Ahmed Hararah (Egyptian Arabic: "أحمد محمد علي البلاسي "حرارة, born February 11, 1980) is an Egyptian political activist who was blinded in both eyes in separate protesting incidents during the 2011 Egyptian Revolution. He lost his first eye to Police gunshots on 28 January (also known as the Friday of Wrath), and his second eye also to police gunshots during the events of Mohamed Mahmoud on 19 November of the same year. The nickname "Hararah" means heat and zeal. Hararah continued his activism for several years following the revolution. Among his most famous actions was forming the polity party Dostor, along with other prominent figures including Dr. Mohamed El-Baradie. Hararah was also a prominent figure in modifying the articles in the Egyptian Constitution that guarantee the rights of disabled people.
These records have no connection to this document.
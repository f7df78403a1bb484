use std::time::Instant;

use axum::{
    Form, Json,
    extract::{
        State,
        rejection::{FormRejection, JsonRejection},
    },
    http::StatusCode,
    response::{IntoResponse, Response},
};
use serde::Serialize;
use tracing::{info, warn};

use crate::{
    app::AppState,
    classification::NewsLabel,
    error::{ErrorKind, PipelineError},
    pipeline::{NewsSubmission, prediction_text},
};

#[derive(Debug, Serialize)]
struct PredictionResponse {
    prediction_text: String,
    #[serde(skip_serializing_if = "Option::is_none")]
    label: Option<NewsLabel>,
    #[serde(skip_serializing_if = "Option::is_none")]
    confidence: Option<f64>,
}

pub(crate) async fn predict_form(
    State(state): State<AppState>,
    submission: Result<Form<NewsSubmission>, FormRejection>,
) -> Response {
    let submission = submission
        .map(|Form(submission)| submission)
        .map_err(|rejection| PipelineError::InvalidRequest(rejection.body_text()));
    respond(&state, submission)
}

pub(crate) async fn predict_json(
    State(state): State<AppState>,
    submission: Result<Json<NewsSubmission>, JsonRejection>,
) -> Response {
    let submission = submission
        .map(|Json(submission)| submission)
        .map_err(|rejection| PipelineError::InvalidRequest(rejection.body_text()));
    respond(&state, submission)
}

fn respond(state: &AppState, submission: Result<NewsSubmission, PipelineError>) -> Response {
    let started = Instant::now();
    let pipeline = state.pipeline();
    let outcome = submission.and_then(|raw| pipeline.predict_submission(raw));
    state.telemetry().record_outcome(&outcome, started.elapsed());

    let text = prediction_text(&outcome);
    match outcome {
        Ok(prediction) => {
            info!(
                label = %prediction.label,
                confidence = prediction.confidence,
                "news item classified"
            );
            let body = Json(PredictionResponse {
                prediction_text: text,
                label: Some(prediction.label),
                confidence: Some(prediction.confidence),
            });
            (StatusCode::OK, body).into_response()
        }
        Err(error) => {
            let status = match error.kind() {
                ErrorKind::Input => StatusCode::BAD_REQUEST,
                ErrorKind::Inference => StatusCode::INTERNAL_SERVER_ERROR,
            };
            warn!(%error, status = status.as_u16(), "news item classification failed");
            let body = Json(PredictionResponse {
                prediction_text: text,
                label: None,
                confidence: None,
            });
            (status, body).into_response()
        }
    }
}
He used his fame to advocate for many crucial political and human rights issues at the time.
After losing his career as a dentist, Hararah decided to pursue his studies in a different field and has already obtained a master's degree in Social Policy from LSE University in London and is currently pursuing his second master's degree in Middle East Issues with the AUC University in Cairo. He also works as a part-time researcher. Hararah is married and currently lives in Cairo.

== About ==
The former dentist became a symbol of the 25 January Revolution in which protestors called for the removal of President Hosni Mubarak. He initially decided to join the Revolution to protest against police brutality against the poor and the weak in Egypt and continued to call for the slogans of the Revolution 'bread, freedom, and social justice'. Hararah was named the Person of the Year 2011 in the Times Magazine and interviewed widely during the years following the Revolution.

== Injuries ==
Hararah sustained injuries that left him blind.

===Right eye===
On January 28, 2011, known as the Friday of Wrath, protesters clashed with police on the Qasr El Nile Bridge. Hararah believed it marked the day when all of Egypt united in their protest. Hararah was shot in the face with a shotgun and remained in a coma for three days before regaining consciousness in the hospital. The gunshot's pellets caused 64 lacerations to his head, resulting in complete burning of his right eye's retina, along with six injuries to his neck and four to his lungs. None of the pellets have been removed.

===Left eye===
On November 19, 2011, Hararah was shot a second time while demonstrating on Mohamed Mahmoud St. near Tahrir Square, but this shotgun was loaded with one large pellet, which hit him directly in the left eye, resulting in total blindness.